Commissaries connect employee well-being to customer satisfaction

  • Published
  • By Kevin L. Robinson
  • Defense Commissary Agency
The Defense Commissary Agency says employees who feel their workplace concerns matter to leaders will better serve their customers. That's after approximately 70 percent of its workers participated in the 2012 Organizational Assessment Survey.

The survey, conducted every two years by the Office of Personnel Management, helps agencies evaluate their performance, focus on training and improvement and benchmark progress with other commercial and federal agencies.

DeCA's response to this year's survey was nearly triple that of the previous one - the employee participation rate leaped from 24 percent in 2010 to 68.1 percent in 2012. The surge of respondents impacted employee satisfaction numbers that improved in the 12 areas that measure the agency's working culture.

These results validated the agency's ongoing efforts to improve its working culture and deliver better customer service to its patrons, said Joseph H. Jeu, DeCA director and CEO.

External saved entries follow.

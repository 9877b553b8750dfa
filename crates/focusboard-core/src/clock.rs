//! Wall-clock sources.
//!
//! The timer engine never reads the system time directly; it asks a
//! [`Clock`]. Production code uses [`SystemClock`], tests and simulations
//! drive a [`ManualClock`].

use std::sync::atomic::{AtomicI64, Ordering};
use std::sync::Arc;

use chrono::Utc;

/// Source of "now" in milliseconds since the Unix epoch.
pub trait Clock: Send + Sync {
    fn now_ms(&self) -> i64;
}

#[derive(Debug, Default, Clone, Copy)]
pub struct SystemClock;

impl Clock for SystemClock {
    fn now_ms(&self) -> i64 {
        Utc::now().timestamp_millis()
    }
}

/// A clock that only moves when told to.
///
/// Cloning shares the underlying instant, so a test can keep one handle and
/// give the other to the engine.
#[derive(Debug, Clone, Default)]
pub struct ManualClock {
    now: Arc<AtomicI64>,
}

impl ManualClock {
    pub fn new(start_ms: i64) -> Self {
        Self {
            now: Arc::new(AtomicI64::new(start_ms)),
        }
    }

    pub fn set(&self, now_ms: i64) {
        self.now.store(now_ms, Ordering::SeqCst);
    }

    pub fn advance_ms(&self, delta_ms: i64) {
        self.now.fetch_add(delta_ms, Ordering::SeqCst);
    }

    pub fn advance_secs(&self, secs: i64) {
        self.advance_ms(secs.saturating_mul(1000));
    }
}

impl Clock for ManualClock {
    fn now_ms(&self) -> i64 {
        self.now.load(Ordering::SeqCst)
    }
}

#[cfg(test)]
mod tests {
    use super::*;

    #[test]
    fn manual_clock_shares_instant_between_clones() {
        let clock = ManualClock::new(1_000);
        let handle = clock.clone();
        handle.advance_secs(2);
        assert_eq!(clock.now_ms(), 3_000);
        clock.set(10);
        assert_eq!(handle.now_ms(), 10);
    }

    #[test]
    fn system_clock_is_after_2020() {
        assert!(SystemClock.now_ms() > 1_577_836_800_000);
    }
}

"We value our employees' views and recognize that our workforce is the foundation we build upon to deliver the commissary benefit and support the 21st century total force," Jeu said. "The OAS results show that we are making steady progress at improving our employees' working environment."

Of the 12 core areas or "dimensions" that evaluate an organization's performance, DeCA improved its numbers from 2010 across the board. For 2012, the agency met or exceeded the median benchmark in nine areas: customer orientation, innovation, flexibility, strategic management, communication, supervision, resources, training and rewards. It came up below the median in teamwork, ethics and employee support.

Noting the below-median ratings for the three areas, Jeu said the agency's ultimate goal is to lift all of its scores above the median benchmark line. "We have more to do as we strive to make DeCA the best place to work in the DOD," Jeu said.

The current boost came thanks to a two-year "Get Well" campaign that increased the flow of employee ideas for improving their work environment, spurred innovation and communication, emphasized greater recognition of performance and expanded training opportunities, said Vicki Archileti, the agency's chief of performance.

"OPM was very impressed with our results. They said they'd never seen an organizational assessment survey response rate go from 24 to 68 percent in a two-year period," she added. "As we prepare for the next survey in 2014, we want to keep raising the bar to improve the agency for our employees; that, in turn, will translate to a better benefit for our customers."